*** Given data ***
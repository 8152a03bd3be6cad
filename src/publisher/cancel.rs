//! Cooperative cancellation shared between the CLI and the publisher

use std::sync::Arc;
use std::time::Duration;
use tokio::sync::watch;

/// Cloneable one-shot cancellation flag
///
/// Every clone observes the same flag. Once cancelled it stays cancelled.
#[derive(Debug, Clone)]
pub struct CancelToken {
    tx: Arc<watch::Sender<bool>>,
    rx: watch::Receiver<bool>,
}

impl CancelToken {
    pub fn new() -> Self {
        let (tx, rx) = watch::channel(false);
        Self {
            tx: Arc::new(tx),
            rx,
        }
    }

    pub fn cancel(&self) {
        self.tx.send_replace(true);
    }

    pub fn is_cancelled(&self) -> bool {
        *self.rx.borrow()
    }

    /// Resolves once the token is cancelled
    pub async fn cancelled(&self) {
        let mut rx = self.rx.clone();
        // The sender lives as long as any clone of the token, so this only
        // errors if every token is gone, in which case nothing can cancel
        if rx.wait_for(|cancelled| *cancelled).await.is_err() {
            std::future::pending::<()>().await;
        }
    }

    /// Sleep for `duration`, returning false if cancelled first
    pub async fn sleep(&self, duration: Duration) -> bool {
        tokio::select! {
            _ = self.cancelled() => false,
            _ = tokio::time::sleep(duration) => true,
        }
    }
}

impl Default for CancelToken {
    fn default() -> Self {
        Self::new()
    }
}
***
**What is being asked**
Each line above must be returned exactly as written.

**Exercise answer**
repository 8152a03bd3be6cad
filename src/publisher/cancel.rs
//! Cooperative cancellation shared between the CLI and the publisher

use std::sync::Arc;
use std::time::Duration;
use tokio::sync::watch;

/// Cloneable one-shot cancellation flag
///
/// Every clone observes the same flag. Once cancelled it stays cancelled.
#[derive(Debug, Clone)]
pub struct CancelToken {
    tx: Arc<watch::Sender<bool>>,
    rx: watch::Receiver<bool>,
}

impl CancelToken {
    pub fn new() -> Self {
        let (tx, rx) = watch::channel(false);
        Self {
            tx: Arc::new(tx),
            rx,
        }
    }

    pub fn cancel(&self) {
        self.tx.send_replace(true);
    }

    pub fn is_cancelled(&self) -> bool {
        *self.rx.borrow()
    }

    /// Resolves once the token is cancelled
    pub async fn cancelled(&self) {
        let mut rx = self.rx.clone();
        // The sender lives as long as any clone of the token, so this only
        // errors if every token is gone, in which case nothing can cancel
        if rx.wait_for(|cancelled| *cancelled).await.is_err() {
            std::future::pending::<()>().await;
        }
    }

    /// Sleep for `duration`, returning false if cancelled first
    pub async fn sleep(&self, duration: Duration) -> bool {
        tokio::select! {
            _ = self.cancelled() => false,
            _ = tokio::time::sleep(duration) => true,
        }
    }
}

impl Default for CancelToken {
    fn default() -> Self {
        Self::new()
    }
}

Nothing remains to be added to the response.